Logistica, frode fiscale: sequestrati 86 milioni di euro a Ups Italia. Perquisizioni a Milano e Como

Indagine con al centro una presunta somministrazione illecita di manodopera. Chiesto anche il divieto di fare pubblicità per un anno

Un magazzino (foto di repertorio)

Un magazzino (foto di repertorio)

Milano – La Guardia di finanza di Milano, su delega della Procura, ha sequestrato a Ups Italia, società leader nel settore della logistica, oltre 86 milioni di euro.

Il sequestro preventivo di urgenza è stato firmato dai pm Giovanna Cavalleri e Paolo Storari per l’ipotesi di reato di frode fiscale, nell'ambito di una nuova indagine con al centro il fenomeno di una presunta somministrazione illecita di manodopera. Con la società indagati anche il legale rappresentante della divisone italiana, lo spagnolo Francisco Conejo Castro, e i firmatari delle dichiarazioni fiscali 2017-2022, i tedeschi Karl Georg Habekorn e Britta Martina Weber. Sono inoltre in corso diverse perquisizioni tra Milano, Como, Roma e Reggio Emilia, con contestuale notifica di informazioni di garanzia in 14 società, consorzi o cooperative fornitrici di forza lavoro. 

In base agli accertamenti condotti dal Nucleo di Polizia Economico Finanziaria della Gdf, in collaborazione con il settore Contrasto Illeciti della Agenzia delle Entrate, la frode fiscale sull'Iva sarebbe stata commessa attraverso fatture per operazioni inesistenti e la stipula di fittizi contratti di appalto di manodopera che sono soggetti all'imposta sul valore aggiunto. Tali contratti in realtà, per inquirenti e investigatori, erano da incasellare come somministrazione di manodopera e quindi esenti da Iva. Il presunto meccanismo illecito riguarderebbe gli anni dal 2017 al 2022, per un ammontare complessivo di oltre 480 milioni, di cui evasi quasi 86,5 milioni (il valore del sequestro preventivo). Inoltre, non sarebbero stati versati gli oneri previdenziali e assistenziali.

Inoltre, è stata richiesta al gip la misura interdittiva della pubblicità di beni e servizi per la durata di un anno, in quanto secondo l’impianto accusatorio la divisione italiana del colosso delle spedizioni, utilizzando i software di proprietà che dialogano in maniera autonoma con i dipendenti dell’apparente appaltatore di manodopera di turno, usufruirebbe sistematicamente di appalti ad alta intensità di manodopera incentrati appunto su società serbatoi di personale, allo scopo di esternalizzarne al ribasso il costo attraverso lo scarico, su questi fornitori privi di autonomia, delle criticità sia fiscali sia contributive.

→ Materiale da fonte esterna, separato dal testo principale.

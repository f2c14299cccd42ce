use std::collections::HashMap;
use std::io;
use std::path::{Path, PathBuf};
use std::sync::atomic::{AtomicUsize, Ordering};
use std::sync::{Arc, Mutex};

use vellum_plugin::SourceLoader;

pub const APP: &str = r#"<template>
  <div class="app">
    <slot name="header" :title="title"></slot>
    <p>{{ count }}</p>
  </div>
</template>
<script>
export default { data() { return { count: 0, title: 'Hi' } } }
</script>
<style scoped>
.app { color: red; }
</style>
<i18n>{ "en": {} }</i18n>
"#;

/// In-memory files, counting how often each path is read.
#[derive(Clone, Default)]
pub struct MemoryLoader {
    files: Arc<Mutex<HashMap<PathBuf, String>>>,
    reads: Arc<AtomicUsize>,
}

impl MemoryLoader {
    pub fn with(path: &str, source: &str) -> Self {
        let loader = MemoryLoader::default();
        loader.set(path, source);
        loader
    }

    pub fn set(&self, path: &str, source: &str) {
        self.files
            .lock()
            .unwrap()
            .insert(PathBuf::from(path), source.to_string());
    }

    pub fn reads(&self) -> usize {
        self.reads.load(Ordering::SeqCst)
    }
}

impl SourceLoader for MemoryLoader {
    fn read(&self, path: &Path) -> io::Result<String> {
        self.reads.fetch_add(1, Ordering::SeqCst);
        self.files
            .lock()
            .unwrap()
            .get(path)
            .cloned()
            .ok_or_else(|| io::Error::new(io::ErrorKind::NotFound, path.display().to_string()))
    }
}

Esaminando, infatti, i rapporti commerciali esistenti tra Ups e alcuni dei fornitori ai quali ha affidato in outsourcing la movimentazione e il trasporto delle merci, molti di questi operatori sono risultati viziati da “significative criticità fiscali”. Su 8.500 lavoratori che in queste società fornitrici sono stati impiegati per commesse di Ups (che di suo ha invece 1.000 dipendenti assunti), 5.700 sono ad esempio transitati almeno una volta da una all’altra di queste società fornitrici, con punte addirittura di otto passaggi societari per lavoratore; e 28 persone hanno ricoperto ruoli di dirigenti in almeno due di quelle società, che hanno avuto le sedi legali spesso negli stessi indirizzi, e cicli di vita sempre brevi e immancabilmente sfocianti in fallimenti, liquidazioni, inattività.

Sono tutti indici che fanno ritenere agli inquirenti che in questi fornitori manchi l’autonomia economica e organizzativa, a fronte invece di una regia unica del committente Ups. È lo stesso schema di frode fiscale che ha già visto la Procura intervenire in modo analogo in passato su altri protagonisti del mercato della logistica quali Dhl, Gls, Uber, Tnt, Esselunga, Lidl e Geodis.